=== MATERIAL FOR THIS TASK ===
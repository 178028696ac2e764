//! Wire types of the receiver HTTP API.

use serde::{Deserialize, Serialize};

/// `GET /api/stat` response. When the file itself is missing but an rsync
/// partial exists, `exists` stays false and `size` reports the largest
/// partial so the sender can account for resumable bytes.
#[derive(Debug, Clone, Copy, Serialize, Deserialize, PartialEq, Eq)]
pub struct StatResponse {
    pub size: i64,
    pub exists: bool,
}

/// `GET /health` response.
#[derive(Debug, Clone, Serialize, Deserialize)]
pub struct HealthResponse {
    pub status: String,
    pub version: String,
    pub uptime: u64,
}
use std::time::Duration;

use camino::Utf8PathBuf;
use drift_core::SyncRule;

/// Default cadence of the periodic full sync.
pub const DEFAULT_WATCH_INTERVAL: Duration = Duration::from_secs(3 * 60 * 60);

/// Per-engine configuration. `bandwidth_limit`, `auto_approve_deletions`
/// and `alias` stay adjustable at runtime through the engine; everything
/// else is fixed at construction.
#[derive(Debug, Clone)]
pub struct SyncConfig {
    pub id: u32,
    pub source_dir: Utf8PathBuf,
    /// Absolute local path or rsync-style remote URI.
    pub target_dir: String,
    pub rule: SyncRule,
    pub exclude_patterns: Vec<String>,
    pub include_patterns: Vec<String>,
    /// Bytes per second; 0 means unlimited.
    pub bandwidth_limit: u64,
    /// Periodic full-sync cadence; zero disables the loop.
    pub watch_interval: Duration,
    /// Source-poll cadence for mounts that drop fs events; zero disables.
    pub poll_interval: Duration,
    pub auto_approve_deletions: bool,
    pub alias: String,
}

impl SyncConfig {
    pub fn new(id: u32, source_dir: impl Into<Utf8PathBuf>, target_dir: impl Into<String>) -> Self {
        Self {
            id,
            source_dir: source_dir.into(),
            target_dir: target_dir.into(),
            rule: SyncRule::Standard,
            exclude_patterns: Vec::new(),
            include_patterns: Vec::new(),
            bandwidth_limit: 0,
            watch_interval: DEFAULT_WATCH_INTERVAL,
            poll_interval: Duration::ZERO,
            auto_approve_deletions: false,
            alias: String::new(),
        }
    }

    pub fn is_remote_target(&self) -> bool {
        drift_core::target::is_remote_target(&self.target_dir)
    }
}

=== WORK INSTRUCTIONS ===
Copy the material above, keeping every line exactly as it stands.

=== ANSWER BOX ===
repository 178028696ac2e764
//! Wire types of the receiver HTTP API.

use serde::{Deserialize, Serialize};

/// `GET /api/stat` response. When the file itself is missing but an rsync
/// partial exists, `exists` stays false and `size` reports the largest
/// partial so the sender can account for resumable bytes.
#[derive(Debug, Clone, Copy, Serialize, Deserialize, PartialEq, Eq)]
pub struct StatResponse {
    pub size: i64,
    pub exists: bool,
}

/// `GET /health` response.
#[derive(Debug, Clone, Serialize, Deserialize)]
pub struct HealthResponse {
    pub status: String,
    pub version: String,
    pub uptime: u64,
}
use std::time::Duration;

use camino::Utf8PathBuf;
use drift_core::SyncRule;

/// Default cadence of the periodic full sync.
pub const DEFAULT_WATCH_INTERVAL: Duration = Duration::from_secs(3 * 60 * 60);

/// Per-engine configuration. `bandwidth_limit`, `auto_approve_deletions`
/// and `alias` stay adjustable at runtime through the engine; everything
/// else is fixed at construction.
#[derive(Debug, Clone)]
pub struct SyncConfig {
    pub id: u32,
    pub source_dir: Utf8PathBuf,
    /// Absolute local path or rsync-style remote URI.
    pub target_dir: String,
    pub rule: SyncRule,
    pub exclude_patterns: Vec<String>,
    pub include_patterns: Vec<String>,
    /// Bytes per second; 0 means unlimited.
    pub bandwidth_limit: u64,
    /// Periodic full-sync cadence; zero disables the loop.
    pub watch_interval: Duration,
    /// Source-poll cadence for mounts that drop fs events; zero disables.
    pub poll_interval: Duration,
    pub auto_approve_deletions: bool,
    pub alias: String,
}

impl SyncConfig {
    pub fn new(id: u32, source_dir: impl Into<Utf8PathBuf>, target_dir: impl Into<String>) -> Self {
        Self {
            id,
            source_dir: source_dir.into(),
            target_dir: target_dir.into(),
            rule: SyncRule::Standard,
            exclude_patterns: Vec::new(),
            include_patterns: Vec::new(),
            bandwidth_limit: 0,
            watch_interval: DEFAULT_WATCH_INTERVAL,
            poll_interval: Duration::ZERO,
            auto_approve_deletions: false,
            alias: String::new(),
        }
    }

    pub fn is_remote_target(&self) -> bool {
        drift_core::target::is_remote_target(&self.target_dir)
    }
}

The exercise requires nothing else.